- **MATERIAL TO PROCESS**:

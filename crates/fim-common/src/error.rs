//! Error types for flows2fim.

use std::path::PathBuf;

use thiserror::Error;

/// Result type alias using FimError.
pub type FimResult<T> = Result<T, FimError>;

/// Primary error type for composing a flood-inundation mosaic.
#[derive(Debug, Error)]
pub enum FimError {
    // === Control table errors ===
    #[error("Failed to read controls file {}: {message}", path.display())]
    Read { path: PathBuf, message: String },

    #[error("Invalid controls file {}: {message}", path.display())]
    Shape { path: PathBuf, message: String },

    // === Tool errors ===
    #[error("{tool} is not available. Please install GDAL and ensure {tool} is in your PATH")]
    MissingTool { tool: String },

    #[error("{tool} failed ({status}): {stderr}")]
    ExternalTool {
        tool: String,
        status: String,
        stderr: String,
    },

    // === Output errors ===
    #[error("Requested format not supported: {0} (expected VRT, COG or GTIFF)")]
    UnsupportedFormat(String),

    #[error("{context}: {source}")]
    Io {
        context: String,
        #[source]
        source: std::io::Error,
    },
}

impl FimError {
    /// Create a Read error for the given controls file.
    pub fn read(path: impl Into<PathBuf>, message: impl Into<String>) -> Self {
        Self::Read {
            path: path.into(),
            message: message.into(),
        }
    }

    /// Create a Shape error for the given controls file.
    pub fn shape(path: impl Into<PathBuf>, message: impl Into<String>) -> Self {
        Self::Shape {
            path: path.into(),
            message: message.into(),
        }
    }

    /// Create a MissingTool error.
    pub fn missing_tool(tool: impl Into<String>) -> Self {
        Self::MissingTool { tool: tool.into() }
    }

    /// Wrap an I/O error with a description of what was being attempted.
    pub fn io(context: impl Into<String>, source: std::io::Error) -> Self {
        Self::Io {
            context: context.into(),
            source,
        }
    }

    /// Short machine-friendly name of the error kind, used in log fields.
    pub fn kind(&self) -> &'static str {
        match self {
            FimError::Read { .. } => "read",
            FimError::Shape { .. } => "shape",
            FimError::MissingTool { .. } => "missing_tool",
            FimError::ExternalTool { .. } => "external_tool",
            FimError::UnsupportedFormat(_) => "unsupported_format",
            FimError::Io { .. } => "io",
        }
    }
}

- **WHAT TO PRODUCE**: Starting with the first line of the records, repeat every line up to and including the one containing "pub fn missing_tool(tool: impl", and nothing else.

- **TASK SOLUTION**:
filename crates/fim-common/src/error.rs
//! Error types for flows2fim.

use std::path::PathBuf;

use thiserror::Error;

/// Result type alias using FimError.
pub type FimResult<T> = Result<T, FimError>;

/// Primary error type for composing a flood-inundation mosaic.
#[derive(Debug, Error)]
pub enum FimError {
    // === Control table errors ===
    #[error("Failed to read controls file {}: {message}", path.display())]
    Read { path: PathBuf, message: String },

    #[error("Invalid controls file {}: {message}", path.display())]
    Shape { path: PathBuf, message: String },

    // === Tool errors ===
    #[error("{tool} is not available. Please install GDAL and ensure {tool} is in your PATH")]
    MissingTool { tool: String },

    #[error("{tool} failed ({status}): {stderr}")]
    ExternalTool {
        tool: String,
        status: String,
        stderr: String,
    },

    // === Output errors ===
    #[error("Requested format not supported: {0} (expected VRT, COG or GTIFF)")]
    UnsupportedFormat(String),

    #[error("{context}: {source}")]
    Io {
        context: String,
        #[source]
        source: std::io::Error,
    },
}

impl FimError {
    /// Create a Read error for the given controls file.
    pub fn read(path: impl Into<PathBuf>, message: impl Into<String>) -> Self {
        Self::Read {
            path: path.into(),
            message: message.into(),
        }
    }

    /// Create a Shape error for the given controls file.
    pub fn shape(path: impl Into<PathBuf>, message: impl Into<String>) -> Self {
        Self::Shape {
            path: path.into(),
            message: message.into(),
        }
    }

    /// Create a MissingTool error.
    pub fn missing_tool(tool: impl Into<String>) -> Self {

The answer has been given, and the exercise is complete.